The British immediately denounced the scheme as absurd and arrested Brand. Unaware of her husband’s fate, Hansi Brand continued to negotiate with Eichmann, joined in the effort by another prominent Hungarian Jew, Rudolph Kastner. But with the failure of the deal, tens of thousands of Jews who were being offered up by Eichmann were sent instead to their deaths.

Hansi Brand was arrested by the Hungarian secret police and tortured before being released. Still, she worked on throughout the war in her rescue efforts, most of which were ultimately unsuccessful.

“Hansi and Joel were afraid of nothing,” Peretz Ribas, another member of the Hungarian Jewish underground, told an Israeli newspaper after her death. “Their actions could have cost them their lives and their livelihood, but they continued.”

After the war, the Brands and Kastner moved to Israel. They often blamed the wartime Jewish leadership for failing to act to rescue European Jews. Kastner ended up in court, accused of having used his dealings with the Nazis to enrich himself. In the midst of a trial, he was assassinated by Jewish extremists in front of his home.
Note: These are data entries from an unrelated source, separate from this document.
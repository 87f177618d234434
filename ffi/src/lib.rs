//! C-ABI wrapper around `cloud-databases-core`.
//!
//! # Overview
//! Exposes the request builder through `extern "C"` functions so any
//! language with a C FFI can build Cloud Databases requests and check
//! responses without linking an async runtime. The host performs the HTTP
//! round-trip itself.
//!
//! # Design
//! - Every `extern "C"` function wraps its body in `catch_unwind` so panics
//!   never cross the FFI boundary.
//! - One generic `cdb_build_request` takes the operation name and its
//!   parameters as a JSON object, mirroring the core operation table rather
//!   than exporting 28 near-identical functions.
//! - The C caller owns all returned pointers and must call the matching
//!   `cdb_free_*` function to release them.

pub mod types;

use std::ffi::{CStr, CString};
use std::os::raw::c_char;
use std::panic::catch_unwind;

use cloud_databases_core::operation::{self, OPERATIONS};
use cloud_databases_core::{ApiError, CallParameters, CloudDatabasesClient, HttpResponse};

use types::*;

// ---------------------------------------------------------------------------
// Client lifecycle
// ---------------------------------------------------------------------------

/// Create a new client bound to `service_url`.
///
/// Returns null if `service_url` is null, not UTF-8, or if an internal panic
/// occurs. The caller must free the returned pointer with `cdb_client_free`.
#[unsafe(no_mangle)]
pub extern "C" fn cdb_client_new(service_url: *const c_char) -> *mut FfiClient {
    catch_unwind(|| {
        if service_url.is_null() {
            return std::ptr::null_mut();
        }
        let Ok(url) = unsafe { CStr::from_ptr(service_url) }.to_str() else {
            return std::ptr::null_mut();
        };
        let client = CloudDatabasesClient::new(url);
        Box::into_raw(Box::new(FfiClient { inner: client }))
    })
    .unwrap_or(std::ptr::null_mut())
}

/// Free a client created by `cdb_client_new`. Safe to call with null.
#[unsafe(no_mangle)]
pub extern "C" fn cdb_client_free(client: *mut FfiClient) {
    if !client.is_null() {
        let _ = catch_unwind(|| {
            drop(unsafe { Box::from_raw(client) });
        });
    }
}

// ---------------------------------------------------------------------------
// Operation discovery
// ---------------------------------------------------------------------------

/// Number of operations `cdb_build_request` accepts.
#[unsafe(no_mangle)]
pub extern "C" fn cdb_operation_count() -> u32 {
    OPERATIONS.len() as u32
}

/// Name of the operation at `index`, e.g. `"getDeploymentInfo"`.
///
/// Returns null when `index` is out of range. Free with `cdb_free_string`.
#[unsafe(no_mangle)]
pub extern "C" fn cdb_operation_name(index: u32) -> *mut c_char {
    catch_unwind(|| match OPERATIONS.get(index as usize) {
        Some(spec) => CString::new(spec.name).map_or(std::ptr::null_mut(), CString::into_raw),
        None => std::ptr::null_mut(),
    })
    .unwrap_or(std::ptr::null_mut())
}

// ---------------------------------------------------------------------------
// Request building
// ---------------------------------------------------------------------------

fn read_str<'a>(ptr: *const c_char, name: &str) -> Result<&'a str, ApiError> {
    unsafe { CStr::from_ptr(ptr) }
        .to_str()
        .map_err(|_| ApiError::InvalidParameter {
            name: name.to_string(),
            reason: "not valid UTF-8".to_string(),
        })
}

fn build(client: &FfiClient, operation: &str, params_json: Option<&str>) -> Result<*mut FfiHttpRequest, ApiError> {
    let spec = operation::find(operation).ok_or_else(|| ApiError::UnknownOperation(operation.to_string()))?;
    let value = match params_json {
        None => serde_json::Value::Null,
        Some(raw) if raw.trim().is_empty() => serde_json::Value::Null,
        Some(raw) => serde_json::from_str(raw).map_err(|e| ApiError::InvalidParameter {
            name: "params".to_string(),
            reason: e.to_string(),
        })?,
    };
    let params = CallParameters::from_json(value)?;
    let request = client.inner.build(spec, &params)?;
    FfiHttpRequest::from_core(request)
}

/// Build the request for `operation` with parameters given as a JSON object.
///
/// `params_json` may be null for operations without required parameters.
/// A top-level `"headers"` object in it supplies caller header overrides.
/// Always returns a result; free it with `cdb_free_build_result`.
#[unsafe(no_mangle)]
pub extern "C" fn cdb_build_request(
    client: *const FfiClient,
    operation: *const c_char,
    params_json: *const c_char,
) -> *mut FfiBuildResult {
    catch_unwind(|| {
        if client.is_null() {
            return FfiBuildResult::failure(FfiErrorCode::NullArg, "null argument: client");
        }
        if operation.is_null() {
            return FfiBuildResult::failure(FfiErrorCode::NullArg, "null argument: operation");
        }
        let client = unsafe { &*client };
        let result = read_str(operation, "operation").and_then(|op| {
            let params = if params_json.is_null() {
                None
            } else {
                Some(read_str(params_json, "params")?)
            };
            build(client, op, params)
        });
        match result {
            Ok(request) => FfiBuildResult::ok(request),
            Err(e) => FfiBuildResult::from_error(e),
        }
    })
    .unwrap_or_else(|_| FfiBuildResult::failure(FfiErrorCode::Panic, "panic in cdb_build_request"))
}

// ---------------------------------------------------------------------------
// Response checking
// ---------------------------------------------------------------------------

/// Convert an `FfiHttpResponse` to a core `HttpResponse`. A null body is
/// treated as empty.
fn ffi_response_to_core(resp: &FfiHttpResponse) -> HttpResponse {
    let body = if resp.body.is_null() {
        String::new()
    } else {
        unsafe { CStr::from_ptr(resp.body) }.to_string_lossy().into_owned()
    };
    HttpResponse {
        status: resp.status,
        headers: Vec::new(),
        body,
    }
}

/// Check a response the host received.
///
/// 2xx yields `Ok` with a copy of the body; 404 yields `NotFound`; any other
/// status yields `Http` with the status and body in the message.
/// Free the result with `cdb_free_result`.
#[unsafe(no_mangle)]
pub extern "C" fn cdb_check_response(response: *const FfiHttpResponse) -> *mut FfiResult {
    catch_unwind(|| {
        if response.is_null() {
            return FfiResult::failure(FfiErrorCode::NullArg, "null argument: response");
        }
        let resp = ffi_response_to_core(unsafe { &*response });
        match resp.check_status() {
            Ok(()) => FfiResult::ok(resp.status, resp.body),
            Err(e) => FfiResult::from_error(e),
        }
    })
    .unwrap_or_else(|_| FfiResult::failure(FfiErrorCode::Panic, "panic in cdb_check_response"))
}

// ---------------------------------------------------------------------------
// Free functions
// ---------------------------------------------------------------------------

fn free_request(req: *mut FfiHttpRequest) {
    let req = unsafe { Box::from_raw(req) };
    if !req.url.is_null() {
        drop(unsafe { CString::from_raw(req.url) });
    }
    if !req.body.is_null() {
        drop(unsafe { CString::from_raw(req.body) });
    }
    if !req.headers.is_null() && req.headers_len > 0 {
        let headers = unsafe {
            Box::from_raw(std::ptr::slice_from_raw_parts_mut(req.headers, req.headers_len as usize))
        };
        for h in headers.iter() {
            if !h.key.is_null() {
                drop(unsafe { CString::from_raw(h.key) });
            }
            if !h.value.is_null() {
                drop(unsafe { CString::from_raw(h.value) });
            }
        }
    }
}

/// Free an `FfiBuildResult` and the request it carries. Safe to call with null.
#[unsafe(no_mangle)]
pub extern "C" fn cdb_free_build_result(result: *mut FfiBuildResult) {
    if result.is_null() {
        return;
    }
    let _ = catch_unwind(|| {
        let result = unsafe { Box::from_raw(result) };
        if !result.error_message.is_null() {
            drop(unsafe { CString::from_raw(result.error_message) });
        }
        if !result.request.is_null() {
            free_request(result.request);
        }
    });
}

/// Free an `FfiResult` returned by `cdb_check_response`. Safe to call with null.
#[unsafe(no_mangle)]
pub extern "C" fn cdb_free_result(result: *mut FfiResult) {
    if result.is_null() {
        return;
    }
    let _ = catch_unwind(|| {
        let result = unsafe { Box::from_raw(result) };
        if !result.error_message.is_null() {
            drop(unsafe { CString::from_raw(result.error_message) });
        }
        if !result.body.is_null() {
            drop(unsafe { CString::from_raw(result.body) });
        }
    });
}

/// Free a C string allocated by this library. Safe to call with null.
#[unsafe(no_mangle)]
pub extern "C" fn cdb_free_string(s: *mut c_char) {
    if !s.is_null() {
        let _ = catch_unwind(|| {
            drop(unsafe { CString::from_raw(s) });
        });
    }
}

// ---------------------------------------------------------------------------
// Unit tests
// ---------------------------------------------------------------------------
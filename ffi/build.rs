use std::env;
use std::path::PathBuf;

fn main() {
    let crate_dir = PathBuf::from(env::var("CARGO_MANIFEST_DIR").unwrap_or_else(|_| ".".to_string()));
    let Ok(out_dir) = env::var("OUT_DIR") else {
        println!("cargo:warning=OUT_DIR not set, header not written");
        return;
    };
    let out = PathBuf::from(out_dir).join("cloud_databases.h");

    println!("cargo:rerun-if-changed=src/lib.rs");
    println!("cargo:rerun-if-changed=src/types.rs");

    let config = cbindgen::Config {
        language: cbindgen::Language::C,
        include_guard: Some("CLOUD_DATABASES_H".to_string()),
        cpp_compat: true,
        ..Default::default()
    };

    // A header failure must not break the Rust build.
    match cbindgen::Builder::new()
        .with_crate(&crate_dir)
        .with_config(config)
        .generate()
    {
        // `false` only means the header was already up to date.
        Ok(bindings) => {
            bindings.write_to_file(&out);
        }
        Err(e) => println!("cargo:warning=cbindgen failed, header not written: {e}"),
    }
}
//! Per-call parameters.
//!
//! `CallParameters` is a bag of named JSON values plus caller header
//! overrides. Parameter names are the API's camelCase names (`userType`,
//! `ipAddresses`, `ifMatch`); the operation table maps them onto path
//! placeholders, query keys, body keys and headers.

use serde::Serialize;
use serde_json::{Map, Value};

use crate::error::ApiError;

/// Parameters for a single operation call. Never shared between calls.
#[derive(Debug, Clone, Default, PartialEq)]
pub struct CallParameters {
    values: Map<String, Value>,
    headers: Vec<(String, String)>,
}

impl CallParameters {
    pub fn new() -> Self {
        Self::default()
    }

    /// Set a parameter. A `Value::Null` is stored but treated as absent.
    pub fn with(mut self, name: impl Into<String>, value: impl Into<Value>) -> Self {
        self.values.insert(name.into(), value.into());
        self
    }

    /// Set a parameter from any serializable model, e.g. an `AllowlistEntry`.
    pub fn with_json<T: Serialize>(self, name: impl Into<String>, value: &T) -> Result<Self, ApiError> {
        let value = serde_json::to_value(value).map_err(|e| ApiError::SerializationError(e.to_string()))?;
        Ok(self.with(name, value))
    }

    /// Add a caller header. Caller headers win over every computed header.
    pub fn with_header(mut self, name: impl Into<String>, value: impl Into<String>) -> Self {
        self.headers.push((name.into(), value.into()));
        self
    }

    /// Parse parameters from a JSON object.
    ///
    /// A top-level `"headers"` member, if present, must be an object of
    /// strings and becomes the caller header overrides.
    pub fn from_json(value: Value) -> Result<Self, ApiError> {
        let mut values = match value {
            Value::Object(map) => map,
            Value::Null => Map::new(),
            other => {
                return Err(ApiError::InvalidParameter {
                    name: "params".to_string(),
                    reason: format!("expected a JSON object, got {}", json_kind(&other)),
                })
            }
        };

        let mut headers = Vec::new();
        match values.remove("headers") {
            None | Some(Value::Null) => {}
            Some(Value::Object(map)) => {
                for (name, value) in map {
                    match value {
                        Value::String(s) => headers.push((name, s)),
                        other => {
                            return Err(ApiError::InvalidParameter {
                                name: format!("headers.{name}"),
                                reason: format!("expected a string, got {}", json_kind(&other)),
                            })
                        }
                    }
                }
            }
            Some(other) => {
                return Err(ApiError::InvalidParameter {
                    name: "headers".to_string(),
                    reason: format!("expected an object, got {}", json_kind(&other)),
                })
            }
        }

        Ok(Self { values, headers })
    }

    /// The value for `name`, or `None` when absent or `null`.
    pub fn get(&self, name: &str) -> Option<&Value> {
        self.values.get(name).filter(|v| !v.is_null())
    }

    pub fn contains(&self, name: &str) -> bool {
        self.get(name).is_some()
    }

    pub fn headers(&self) -> &[(String, String)] {
        &self.headers
    }

    /// The subset of `required` that is absent, in the given order.
    pub(crate) fn missing(&self, required: &[&str]) -> Vec<String> {
        required
            .iter()
            .filter(|name| !self.contains(name))
            .map(|name| name.to_string())
            .collect()
    }
}

pub(crate) fn json_kind(value: &Value) -> &'static str {
    match value {
        Value::Null => "null",
        Value::Bool(_) => "boolean",
        Value::Number(_) => "number",
        Value::String(_) => "string",
        Value::Array(_) => "array",
        Value::Object(_) => "object",
    }
}
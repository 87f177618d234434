//! Client configuration.
//!
//! Settings come from code, or from external sources the same way other IBM
//! Cloud SDKs read them: a credentials file named by `IBM_CREDENTIALS_FILE`
//! holding `KEY=value` lines, overlaid by environment variables. Keys carry
//! the upper-cased service name as a prefix, so the default service reads
//! `CLOUD_DATABASES_URL`.

use std::path::Path;

use tracing::debug;

pub const DEFAULT_SERVICE_NAME: &str = "cloud_databases";
pub const DEFAULT_SERVICE_URL: &str = "https://api.us-south.databases.cloud.ibm.com/v5/ibm";
pub const CREDENTIALS_FILE_ENV: &str = "IBM_CREDENTIALS_FILE";

/// The regional endpoint, e.g. `eu-de` →
/// `https://api.eu-de.databases.cloud.ibm.com/v5/ibm`.
pub fn service_url_for_region(region: &str) -> String {
    format!("https://api.{region}.databases.cloud.ibm.com/v5/ibm")
}

#[derive(Debug, Clone, PartialEq, Eq)]
pub struct ClientConfig {
    pub service_name: String,
    pub service_url: String,
    /// Sent with every request; operation and caller headers override them.
    pub headers: Vec<(String, String)>,
}

impl Default for ClientConfig {
    fn default() -> Self {
        Self {
            service_name: DEFAULT_SERVICE_NAME.to_string(),
            service_url: DEFAULT_SERVICE_URL.to_string(),
            headers: Vec::new(),
        }
    }
}

impl ClientConfig {
    pub fn new(service_url: impl Into<String>) -> Self {
        Self {
            service_url: service_url.into(),
            ..Self::default()
        }
    }

    pub fn with_header(mut self, name: impl Into<String>, value: impl Into<String>) -> Self {
        self.headers.push((name.into(), value.into()));
        self
    }

    /// Load the default service's configuration from the process environment.
    pub fn from_env() -> Self {
        Self::from_env_named(DEFAULT_SERVICE_NAME)
    }

    /// Load configuration for `service_name` from the credentials file and
    /// process environment.
    pub fn from_env_named(service_name: &str) -> Self {
        let file = std::env::var(CREDENTIALS_FILE_ENV)
            .ok()
            .and_then(|path| read_credentials_file(Path::new(&path)));
        Self::from_sources(service_name, file.as_deref(), |key| std::env::var(key).ok())
    }

    /// Resolve configuration from credentials file contents and an
    /// environment lookup. Environment values override file values.
    pub fn from_sources(
        service_name: &str,
        credentials_file: Option<&str>,
        env: impl Fn(&str) -> Option<String>,
    ) -> Self {
        let prefix = env_prefix(service_name);
        let url_key = format!("{prefix}_URL");

        let mut config = Self {
            service_name: service_name.to_string(),
            ..Self::default()
        };

        if let Some(contents) = credentials_file {
            if let Some(url) = parse_credentials(contents)
                .into_iter()
                .rev()
                .find(|(k, _)| *k == url_key)
                .map(|(_, v)| v)
            {
                config.service_url = url;
            }
        }
        if let Some(url) = env(&url_key).filter(|v| !v.is_empty()) {
            config.service_url = url;
        }

        debug!(service = service_name, url = %config.service_url, "resolved client configuration");
        config
    }
}

fn env_prefix(service_name: &str) -> String {
    service_name.to_ascii_uppercase().replace('-', "_")
}

fn read_credentials_file(path: &Path) -> Option<String> {
    match std::fs::read_to_string(path) {
        Ok(contents) => Some(contents),
        Err(e) => {
            debug!(path = %path.display(), error = %e, "credentials file not readable");
            None
        }
    }
}

/// `KEY=value` pairs; blank lines and `#` comments are skipped, values may
/// be wrapped in double quotes.
fn parse_credentials(contents: &str) -> Vec<(String, String)> {
    contents
        .lines()
        .map(str::trim)
        .filter(|line| !line.is_empty() && !line.starts_with('#'))
        .filter_map(|line| line.split_once('='))
        .map(|(k, v)| {
            let v = v.trim();
            let v = v
                .strip_prefix('"')
                .and_then(|v| v.strip_suffix('"'))
                .unwrap_or(v);
            (k.trim().to_string(), v.to_string())
        })
        .collect()
}
//! Binder - setup scan
//!
//! Order matters: explicit bindings, then templates, then model
//! attributes, then extensions, so that extensions see a DOM that
//! already reflects the other bindings.
//!
//! Every step is idempotent per (property, element, kind), so scanning a
//! root twice leaves the registries as if it was scanned once.

use std::rc::Rc;

use fos_dom::{DomEvent, DomEventType, EventListener, NodeId};

use crate::reactive::Engine;
use crate::{Binding, BindingDecl, MirrorConfig, Reactive, Template, Value, WriteBack};

/// Scan `root` and wire everything found to `engine`
pub(crate) fn scan(engine: &Rc<Engine>, handle: &Reactive, root: NodeId, config: &MirrorConfig) {
    let before = engine.bindings.borrow().len();

    bind_explicit(engine, root, &config.bindings);
    bind_templates(engine, root, &config.bind_selector);
    bind_models(engine, root, &config.model_attribute);
    let invoked = run_extensions(engine, handle, root);

    tracing::debug!(
        "Scanned {:?}: {} new bindings, {} extension calls",
        root,
        engine.bindings.borrow().len().saturating_sub(before),
        invoked
    );
}

fn bind_explicit(engine: &Rc<Engine>, root: NodeId, decls: &[BindingDecl]) {
    for decl in decls {
        let found = engine.document.borrow().tree.query_selector_all(root, &decl.selector);
        let elements = match found {
            Ok(elements) => elements,
            Err(err) => {
                tracing::warn!("Skipping binding for `{}`: {}", decl.property, err);
                continue;
            }
        };

        for element in elements {
            let is_control = {
                let doc = engine.document.borrow();
                let is_control = engine.metadata.borrow_mut().is_form_control(&doc.tree, element);
                is_control
            };

            let binding = if is_control {
                write_initial_value(engine, element, &decl.property);
                attach_write_back(engine, element, &decl.property);
                Binding::model(&decl.property, element)
            } else {
                let text = engine.state.borrow().get(&decl.property).display();
                let result = engine.document.borrow_mut().tree.set_text_content(element, &text);
                if let Err(err) = result {
                    tracing::warn!("Initial text for `{}` failed: {}", decl.property, err);
                }
                Binding::text(&decl.property, element)
            };
            engine.bindings.borrow_mut().register(binding);
        }
    }
}

fn bind_templates(engine: &Rc<Engine>, root: NodeId, selector: &str) {
    let found = engine.document.borrow().tree.query_selector_all(root, selector);
    let elements = match found {
        Ok(elements) => elements,
        Err(err) => {
            tracing::warn!("Skipping template scan: {}", err);
            return;
        }
    };

    for element in elements {
        let template = {
            let doc = engine.document.borrow();
            let template = engine
                .metadata
                .borrow_mut()
                .template_or_capture(element, || Template::parse(fos_html::inner_html(&doc.tree, element)));
            template
        };

        {
            let mut bindings = engine.bindings.borrow_mut();
            for property in template.properties() {
                bindings.register(Binding::text(property, element));
            }
        }
        engine.render_template(element, &template);
    }
}

fn bind_models(engine: &Rc<Engine>, root: NodeId, attribute: &str) {
    let elements = engine.document.borrow().tree.elements_with_attribute(root, attribute);

    for element in elements {
        let property = engine
            .document
            .borrow()
            .tree
            .get_attribute(element, attribute)
            .unwrap_or_default()
            .trim()
            .to_string();
        if property.is_empty() {
            continue;
        }

        engine.metadata.borrow_mut().mark_form_control(element);
        write_initial_value(engine, element, &property);
        attach_write_back(engine, element, &property);
        engine.bindings.borrow_mut().register(Binding::model(&property, element));
    }
}

fn run_extensions(engine: &Rc<Engine>, handle: &Reactive, root: NodeId) -> usize {
    let entries = engine.extensions.borrow().entries();
    let mut invoked = 0;

    for (attribute, handler) in entries {
        let elements = engine.document.borrow().tree.elements_with_attribute(root, &attribute);
        for element in elements {
            if !engine.extensions.borrow_mut().mark_applied(&attribute, element) {
                continue;
            }
            let value = engine
                .document
                .borrow()
                .tree
                .get_attribute(element, &attribute)
                .unwrap_or_default()
                .to_string();

            if let Err(err) = handler(element, &value, handle) {
                tracing::warn!("Extension `{}` failed on {:?}: {:#}", attribute, element, err);
            }
            invoked += 1;
        }
    }
    invoked
}

fn write_initial_value(engine: &Engine, element: NodeId, property: &str) {
    let value = engine.state.borrow().get(property).display();
    let result = engine.document.borrow_mut().tree.set_value(element, &value);
    if let Err(err) = result {
        tracing::warn!("Initial value for `{}` failed: {}", property, err);
    }
}

/// Install the control -> state listeners for `property` on `element`,
/// once
fn attach_write_back(engine: &Rc<Engine>, element: NodeId, property: &str) {
    if engine.metadata.borrow().has_write_back(element, property) {
        return;
    }

    let weak = Rc::downgrade(engine);
    let target_property = property.to_string();
    let listener: EventListener = Rc::new(move |event: &DomEvent| {
        let Some(engine) = weak.upgrade() else {
            return;
        };
        let value = engine.document.borrow().tree.value(event.current_target());
        engine.set(&target_property, Value::String(value));
    });

    let (input, change) = {
        let mut doc = engine.document.borrow_mut();
        let input = doc.listeners.add(element, DomEventType::Input, Rc::clone(&listener));
        let change = doc.listeners.add(element, DomEventType::Change, listener);
        (input, change)
    };
    engine.metadata.borrow_mut().add_write_back(
        element,
        WriteBack { property: property.to_string(), input, change },
    );
}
Hansi Brand, who had been extremely close to Kastner and testified on his behalf, lived with her husband and two small sons on the Givat Brenner kibbutz when they first arrived in Israel. But they were miserable. Most of the people on the kibbutz seemed oddly unaware of what had happened in the Holocaust, and others who understood seemed to hold the Brands accountable for not having done more.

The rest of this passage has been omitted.